Postoperative recovery is defined by three overlapping phases: early, immediate, and late recovery. Early recovery (phase I) describes the patient during emergence from anesthesia which begins with the discontinuation of anesthetic agents. During this phase, patients regain protective airway reflexes and motor function. Throughout early recovery, patients are assessed for criteria for discharge from the recovery room according to the Aldrete scoring system, which incorporates voluntary movement, respiration, circulation, consciousness, and oxygen saturation.⁹ After attaining an adequate score, patients can be moved out of the recovery room to intermediate recovery (phase II), where they are prepared for discharge. With the development of shorter acting anesthetic regimens, the concept of “fast tracking” has emerged as a cost effective means of recovery. Typically, these patients achieve an adequate Aldrete score upon entering the recovery room, and can safely be moved to phase II saving valuable recovery room resources. However, the Aldrete scoring system does not account for postoperative emesis and pain, the two main contributors to delayed discharge.
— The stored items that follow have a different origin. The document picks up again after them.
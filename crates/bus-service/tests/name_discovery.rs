//! Integration tests for advertised-name resolution.
//!
//! Covers:
//! - Found/lost bookkeeping per transport
//! - Listener notification order per name
//! - Ownership changes and owner disconnects
//! - Loopback advertise/discover through the discovery pump

#![allow(clippy::unwrap_used, clippy::expect_used)]

use bus_service::actors::BusEvent;
use bus_service::transport::LoopbackTransport;
use bus_service::BusError;
use bus_test_utils::{MockTransport, RecordingListener, TestAttachment};
use common::types::TransportMask;
use std::sync::Arc;
use std::time::Duration;

const WAIT: Duration = Duration::from_secs(2);

fn found(name: &str, transport: TransportMask, prefix: &str) -> BusEvent {
    BusEvent::FoundAdvertisedName {
        name: name.to_string(),
        transport,
        prefix: prefix.to_string(),
    }
}

fn lost(name: &str, transport: TransportMask, prefix: &str) -> BusEvent {
    BusEvent::LostAdvertisedName {
        name: name.to_string(),
        transport,
        prefix: prefix.to_string(),
    }
}

#[tokio::test]
async fn test_found_then_lost_over_tcp() {
    let bus = TestAttachment::new().build(MockTransport::accepting());
    let listener = RecordingListener::accepting();
    bus.register_bus_listener(listener.clone()).unwrap();

    bus.record_found("org.example.Foo", TransportMask::TCP, "org.example")
        .unwrap();
    assert_eq!(bus.lookup_name("org.example.Foo"), TransportMask::TCP);

    bus.record_lost("org.example.Foo", TransportMask::TCP, "org.example")
        .unwrap();
    assert!(bus.lookup_name("org.example.Foo").is_empty());
    assert!(bus.advertised_name("org.example.Foo").is_none());

    let events = listener.wait_for_events(2, WAIT).await;
    assert_eq!(
        events,
        vec![
            found("org.example.Foo", TransportMask::TCP, "org.example"),
            lost("org.example.Foo", TransportMask::TCP, "org.example"),
        ]
    );
}

#[tokio::test]
async fn test_loss_is_per_transport() {
    let bus = TestAttachment::new().build(MockTransport::accepting());

    bus.record_found("org.example.Multi", TransportMask::TCP, "org.")
        .unwrap();
    bus.record_found("org.example.Multi", TransportMask::UDP, "org.")
        .unwrap();
    assert_eq!(bus.lookup_name("org.example.Multi"), TransportMask::IP);

    bus.record_lost("org.example.Multi", TransportMask::TCP, "org.")
        .unwrap();
    assert_eq!(bus.lookup_name("org.example.Multi"), TransportMask::UDP);
    assert!(bus.advertised_name("org.example.Multi").is_some());

    bus.record_lost("org.example.Multi", TransportMask::UDP, "org.")
        .unwrap();
    assert!(bus.lookup_name("org.example.Multi").is_empty());
    assert!(bus.status().advertised_names.is_empty());
}

#[tokio::test]
async fn test_lost_for_unknown_name_still_notifies() {
    let bus = TestAttachment::new().build(MockTransport::accepting());
    let listener = RecordingListener::accepting();
    bus.register_bus_listener(listener.clone()).unwrap();

    bus.record_lost("org.example.Ghost", TransportMask::TCP, "org.")
        .unwrap();
    assert!(bus.lookup_name("org.example.Ghost").is_empty());

    let events = listener.wait_for_events(1, WAIT).await;
    assert_eq!(
        events,
        vec![lost("org.example.Ghost", TransportMask::TCP, "org.")]
    );
}

#[tokio::test]
async fn test_invalid_name_rejected_without_event() {
    let bus = TestAttachment::new().build(MockTransport::accepting());
    let listener = RecordingListener::accepting();
    bus.register_bus_listener(listener.clone()).unwrap();

    for bad in ["", "nodots", "org..example", "1org.example", "org.exa mple"] {
        let result = bus.record_found(bad, TransportMask::TCP, "org.");
        assert!(
            matches!(result, Err(BusError::InvalidName(_))),
            "{bad:?} should be rejected"
        );
    }

    bus.flush_events().await.unwrap();
    assert!(listener.events().is_empty());
    assert!(bus.status().advertised_names.is_empty());
}

#[tokio::test]
async fn test_owner_change_and_disconnect() {
    let bus = TestAttachment::new().build(MockTransport::accepting());
    let listener = RecordingListener::accepting();
    bus.register_bus_listener(listener.clone()).unwrap();

    bus.record_found("org.example.A", TransportMask::TCP, "org.")
        .unwrap();
    bus.record_found("org.example.B", TransportMask::LOCAL, "org.")
        .unwrap();
    bus.record_found("org.example.C", TransportMask::TCP, "org.")
        .unwrap();
    bus.owner_changed("org.example.A", None, Some(":owner.1"))
        .unwrap();
    bus.owner_changed("org.example.B", None, Some(":owner.1"))
        .unwrap();
    bus.owner_changed("org.example.C", None, Some(":other.7"))
        .unwrap();

    assert_eq!(
        bus.advertised_name("org.example.A")
            .and_then(|entry| entry.owner),
        Some(":owner.1".to_string())
    );

    let removed = bus.owner_disconnected(":owner.1").unwrap();
    assert_eq!(
        removed,
        vec!["org.example.A".to_string(), "org.example.B".to_string()]
    );
    assert!(bus.lookup_name("org.example.A").is_empty());
    assert!(bus.lookup_name("org.example.B").is_empty());
    assert_eq!(bus.lookup_name("org.example.C"), TransportMask::TCP);

    bus.flush_events().await.unwrap();
    let owner_events = listener.events_of_kind("name_owner_changed");
    assert_eq!(owner_events.len(), 3);
    assert_eq!(
        owner_events.first(),
        Some(&BusEvent::NameOwnerChanged {
            name: "org.example.A".to_string(),
            previous_owner: None,
            new_owner: Some(":owner.1".to_string()),
        })
    );

    let losses = listener.events_of_kind("lost_advertised_name");
    assert_eq!(losses.len(), 2);
    assert!(losses.contains(&lost("org.example.B", TransportMask::LOCAL, "org.")));
}

#[tokio::test]
async fn test_owner_change_for_unknown_name_is_forwarded() {
    let bus = TestAttachment::new().build(MockTransport::accepting());
    let listener = RecordingListener::accepting();
    bus.register_bus_listener(listener.clone()).unwrap();

    bus.owner_changed("org.example.Unseen", Some(":a.1"), None)
        .unwrap();
    assert!(bus.advertised_name("org.example.Unseen").is_none());

    let events = listener.wait_for_events(1, WAIT).await;
    assert_eq!(
        events,
        vec![BusEvent::NameOwnerChanged {
            name: "org.example.Unseen".to_string(),
            previous_owner: Some(":a.1".to_string()),
            new_owner: None,
        }]
    );

    assert!(matches!(
        bus.owner_changed("org.example.Unseen", Some("not a name"), None),
        Err(BusError::InvalidName(_))
    ));
}

#[tokio::test(flavor = "multi_thread", worker_threads = 4)]
async fn test_per_name_order_under_concurrency() {
    const ROUNDS: usize = 50;
    let names = ["org.example.N0", "org.example.N1", "org.example.N2", "org.example.N3"];

    let bus = TestAttachment::new()
        .with_shards(2)
        .build(MockTransport::accepting());
    let listener = RecordingListener::accepting();
    bus.register_bus_listener(listener.clone()).unwrap();

    let mut tasks = Vec::new();
    for name in names {
        let bus = Arc::clone(&bus);
        tasks.push(tokio::spawn(async move {
            for _ in 0..ROUNDS {
                bus.record_found(name, TransportMask::TCP, "org.").unwrap();
                bus.record_lost(name, TransportMask::TCP, "org.").unwrap();
                tokio::task::yield_now().await;
            }
        }));
    }
    for task in tasks {
        task.await.unwrap();
    }
    bus.flush_events().await.unwrap();

    let events = listener.events();
    assert_eq!(events.len(), names.len() * ROUNDS * 2);
    for name in names {
        let kinds: Vec<&str> = events
            .iter()
            .filter(|event| event.name() == Some(name))
            .map(BusEvent::kind)
            .collect();
        assert_eq!(kinds.len(), ROUNDS * 2);
        for pair in kinds.chunks(2) {
            assert_eq!(
                pair,
                ["found_advertised_name", "lost_advertised_name"],
                "events for {name} out of order"
            );
        }
        assert!(bus.lookup_name(name).is_empty());
    }
}

#[tokio::test]
async fn test_loopback_advertise_and_cancel() {
    let (transport, rx) = LoopbackTransport::new();
    let bus = TestAttachment::new().build(Arc::new(transport));
    let pump = bus.spawn_discovery_pump(rx);
    let listener = RecordingListener::accepting();
    bus.register_bus_listener(listener.clone()).unwrap();

    bus.find_advertised_name("org.example").await.unwrap();
    bus.advertise_name("org.example.Chat", TransportMask::ANY)
        .await
        .unwrap();

    let events = listener.wait_for_events(1, WAIT).await;
    assert_eq!(
        events.first().map(BusEvent::kind),
        Some("found_advertised_name")
    );
    assert_eq!(bus.lookup_name("org.example.Chat"), TransportMask::LOCAL);

    bus.cancel_advertise_name("org.example.Chat", TransportMask::ANY)
        .await
        .unwrap();
    let events = listener.wait_for_events(2, WAIT).await;
    assert_eq!(
        events.last().map(BusEvent::kind),
        Some("lost_advertised_name")
    );
    assert!(bus.lookup_name("org.example.Chat").is_empty());

    bus.teardown(WAIT).await.unwrap();
    pump.await.unwrap();
}

#[tokio::test]
async fn test_find_and_advertise_reach_transport() {
    let transport = MockTransport::accepting();
    let bus = TestAttachment::new().build(transport.clone());

    bus.find_advertised_name("org.example").await.unwrap();
    bus.advertise_name("org.example.Svc", TransportMask::TCP)
        .await
        .unwrap();
    assert_eq!(transport.prefixes(), vec!["org.example".to_string()]);
    assert_eq!(
        transport.advertised(),
        vec![("org.example.Svc".to_string(), TransportMask::TCP)]
    );

    bus.cancel_find_advertised_name("org.example").await.unwrap();
    bus.cancel_advertise_name("org.example.Svc", TransportMask::TCP)
        .await
        .unwrap();
    assert!(transport.prefixes().is_empty());
    assert!(transport.advertised().is_empty());

    assert!(matches!(
        bus.find_advertised_name("bad prefix").await,
        Err(BusError::InvalidName(_))
    ));
}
As a result, White proposed a modified scoring system to determine a patient’s eligibility for fast-track status.¹⁰ Late recovery (phase III) occurs after discharge from the facility when patients return to their preoperative physiologic state.
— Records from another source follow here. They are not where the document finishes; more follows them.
impl SessionNegotiator {
    #[must_use]
    pub fn new(
        ports: Arc<SessionPortRegistry>,
        sessions: Arc<SessionRegistry>,
        transport: Arc<dyn Transport>,
        dispatcher: EventDispatcher,
        metrics: Arc<EngineMetrics>,
        timeouts: NegotiatorTimeouts,
        cancel_token: CancellationToken,
    ) -> Self {
        Self {
            ports,
            sessions,
            transport,
            dispatcher,
            metrics,
            timeouts,
            next_request_id: AtomicU64::new(1),
            pending: Mutex::new(HashMap::new()),
            cancel_token,
        }
    }

    /// Negotiate a join.
    ///
    /// Rejections are `Ok(JoinOutcome::Rejected(..))`. Faults
    /// (`Timeout`, `TransportFailure`, `Conflict`, `NotFound`,
    /// `InvalidName`, `TornDown`) are errors; either way the join is over.
    #[instrument(
        skip_all,
        name = "bus.negotiator.join",
        fields(port = request.session_port, session_id = ?request.session_id)
    )]
    pub async fn negotiate(&self, request: JoinRequest) -> Result<JoinOutcome, BusError> {
        let started = Instant::now();
        let result = self.run(request).await;

        let label = match &result {
            Ok(outcome) => {
                if outcome.is_established() {
                    self.metrics.record_join_established();
                } else {
                    self.metrics.record_join_rejected();
                }
                outcome.label()
            }
            Err(e) => {
                self.metrics.record_join_failed();
                prom::record_error("join_session", e.error_type_label());
                e.error_type_label()
            }
        };
        prom::record_join(label, started.elapsed());
        result
    }

    async fn run(&self, request: JoinRequest) -> Result<JoinOutcome, BusError> {
        if self.cancel_token.is_cancelled() {
            return Err(BusError::TornDown);
        }
        validate_bus_name(&request.joiner)?;

        let request_id = self.next_request_id.fetch_add(1, Ordering::Relaxed);
        let token = self.cancel_token.child_token();
        self.pending.lock().insert(
            request_id,
            PendingEntry {
                join: PendingJoin {
                    request_id,
                    session_port: request.session_port,
                    joiner: request.joiner.clone(),
                    opts: request.opts,
                    session_id: request.session_id,
                    state: JoinState::Requested,
                },
                cancel_token: token.clone(),
            },
        );
        self.metrics.join_started();
        let _guard = PendingGuard {
            pending: &self.pending,
            metrics: &self.metrics,
            request_id,
        };

        // Requested -> PolicyEvaluating
        self.advance(request_id, JoinState::PolicyEvaluating)?;
        let decision = match bounded(
            &token,
            self.timeouts.accept,
            self.ports
                .dispatch_join_request(request.session_port, &request.joiner, &request.opts),
        )
        .await
        {
            Bounded::Done(decision) => decision,
            Bounded::TimedOut => {
                self.advance(request_id, JoinState::Rejected)?;
                warn!(
                    target: "bus.negotiator",
                    request_id,
                    port = request.session_port,
                    "Accept policy timed out"
                );
                return Err(BusError::Timeout(format!(
                    "accept policy on port {}",
                    request.session_port
                )));
            }
            Bounded::Cancelled => return self.reject(request_id, RejectReason::Cancelled),
        };

        let binding = match decision {
            JoinDecision::Accepted(binding) => binding,
            JoinDecision::Declined => return self.reject(request_id, RejectReason::Declined),
            JoinDecision::UnregisteredPort => {
                return self.reject(request_id, RejectReason::UnregisteredPort)
            }
            JoinDecision::IncompatibleOptions => {
                return self.reject(request_id, RejectReason::IncompatibleOptions)
            }
        };
        self.advance(request_id, JoinState::Accepted)?;

        // Accepted -> Establishing
        self.advance(request_id, JoinState::Establishing)?;
        let establish = EstablishRequest {
            session_port: request.session_port,
            joiner: request.joiner.clone(),
            session_id: request.session_id,
            opts: request.opts,
        };
        match bounded(
            &token,
            self.timeouts.establish,
            self.transport.establish_session(&establish),
        )
        .await
        {
            Bounded::Done(Ok(())) => {}
            Bounded::Done(Err(e)) => {
                self.advance(request_id, JoinState::Rejected)?;
                warn!(
                    target: "bus.negotiator",
                    request_id,
                    error = %e,
                    "Transport establishment failed"
                );
                return Err(BusError::TransportFailure(e.to_string()));
            }
            Bounded::TimedOut => {
                self.advance(request_id, JoinState::Rejected)?;
                warn!(
                    target: "bus.negotiator",
                    request_id,
                    "Transport establishment timed out"
                );
                return Err(BusError::Timeout(format!(
                    "establishing session on port {}",
                    request.session_port
                )));
            }
            Bounded::Cancelled => return self.reject(request_id, RejectReason::Cancelled),
        }

        if token.is_cancelled() {
            return self.reject(request_id, RejectReason::Cancelled);
        }

        let commit = tokio::spawn(commit_join(
            Arc::clone(&self.sessions),
            self.dispatcher.clone(),
            request.session_id,
            request.session_port,
            request.joiner.clone(),
            binding.opts,
        ));
        let info = match commit.await {
            Ok(Ok(info)) => info,
            Ok(Err(e)) => {
                self.advance(request_id, JoinState::Rejected)?;
                debug!(
                    target: "bus.negotiator",
                    request_id,
                    error = %e,
                    "Session registry refused join"
                );
                return Err(e);
            }
            Err(join_error) => {
                self.advance(request_id, JoinState::Rejected)?;
                return Err(BusError::Internal(format!(
                    "join commit task failed: {join_error}"
                )));
            }
        };

        self.advance(request_id, JoinState::Established)?;
        info!(
            target: "bus.negotiator",
            request_id,
            port = request.session_port,
            session_id = %info.session_id,
            members = info.member_count(),
            "Join established"
        );
        Ok(JoinOutcome::Established(info))
    }

    fn reject(&self, request_id: u64, reason: RejectReason) -> Result<JoinOutcome, BusError> {
        self.advance(request_id, JoinState::Rejected)?;
        debug!(
            target: "bus.negotiator",
            request_id,
            reason = reason.as_str(),
            "Join rejected"
        );
        Ok(JoinOutcome::Rejected(reason))
    }

    fn advance(&self, request_id: u64, next: JoinState) -> Result<(), BusError> {
        let mut pending = self.pending.lock();
        let entry = pending
            .get_mut(&request_id)
            .ok_or_else(|| BusError::Internal(format!("pending join {request_id} missing")))?;
        if !entry.join.state.can_transition_to(next) {
            return Err(BusError::Internal(format!(
                "illegal join transition {} -> {}",
                entry.join.state.as_str(),
                next.as_str()
            )));
        }
        entry.join.state = next;
        Ok(())
    }

    /// Force-reject every join targeting `port`. Returns how many were cancelled.
    pub fn cancel_joins_for_port(&self, port: SessionPort) -> usize {
        let pending = self.pending.lock();
        pending
            .values()
            .filter(|entry| entry.join.session_port == port)
            .inspect(|entry| entry.cancel_token.cancel())
            .count()
    }

    /// Force-reject every pending join. Returns how many were cancelled.
    pub fn cancel_all(&self) -> usize {
        let pending = self.pending.lock();
        for entry in pending.values() {
            entry.cancel_token.cancel();
        }
        pending.len()
    }

    /// Refuse new joins and cancel the pending ones.
    pub fn close(&self) -> usize {
        self.cancel_token.cancel();
        self.cancel_all()
    }

    /// Joins currently under negotiation, oldest first.
    #[must_use]
    pub fn pending_joins(&self) -> Vec<PendingJoin> {
        let mut joins: Vec<PendingJoin> = self
            .pending
            .lock()
            .values()
            .map(|entry| entry.join.clone())
            .collect();
        joins.sort_by_key(|join| join.request_id);
        joins
    }
}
During phase II, the evaluation of patient suitability for discharge often is passed from the anesthesiologist to the practitioners staffing the unit. Standardized criteria are used to ensure patient safety and determine home readiness, and include vital signs, ambulation, nausea and vomiting, pain, and surgical bleeding. On average, patients meet these criteria within 1–2 hours of surgery.¹¹ The ability to tolerate oral intake is not a requirement for discharge, and patients should not be forced to drink liquids postoperatively; oral intake has not been shown to influence the incidence of nausea and vomiting. Routinely requiring patients to void postoperatively should also be avoided, unless the ability to void is an integral part of the surgical procedure.

Complications

The most frequent post-anesthetic complications such as nausea, vomiting, pain, and cardiovascular instability should be anticipated and addressed in the pre- and intraoperative periods to minimize the risk of patients developing issues in the recovery phase. Other common complications related to airway irritation (hoarseness, cough) are minor and will resolve spontaneously.

Malignant hyperthermia (MH) is a potentially life-threatening complication of anesthesia that requires the availability of specific pharmacologic agents to treat a severe crisis. MH is a subclinical myopathy triggered by volatile inhalational agents or succinylcholine which manifests as a hypermetabolic state of tachycardia, hypercarbia, acidosis, rigidity and fever. Genetically linked to mutations in the RYR1 gene, MH can occur in patients with a family history or with no history at all. Onset can be rapid, occurring intraoperatively or in the postoperative period and should be rapidly identified and treated with dantrolene. Because of the potentially fatal outcomes of MH, all office and ambulatory centers that utilize inhalational agents or succinylcholine should be equipped with an adequate supply dantrolene to treat a fulminant malignant hyperthermic crisis.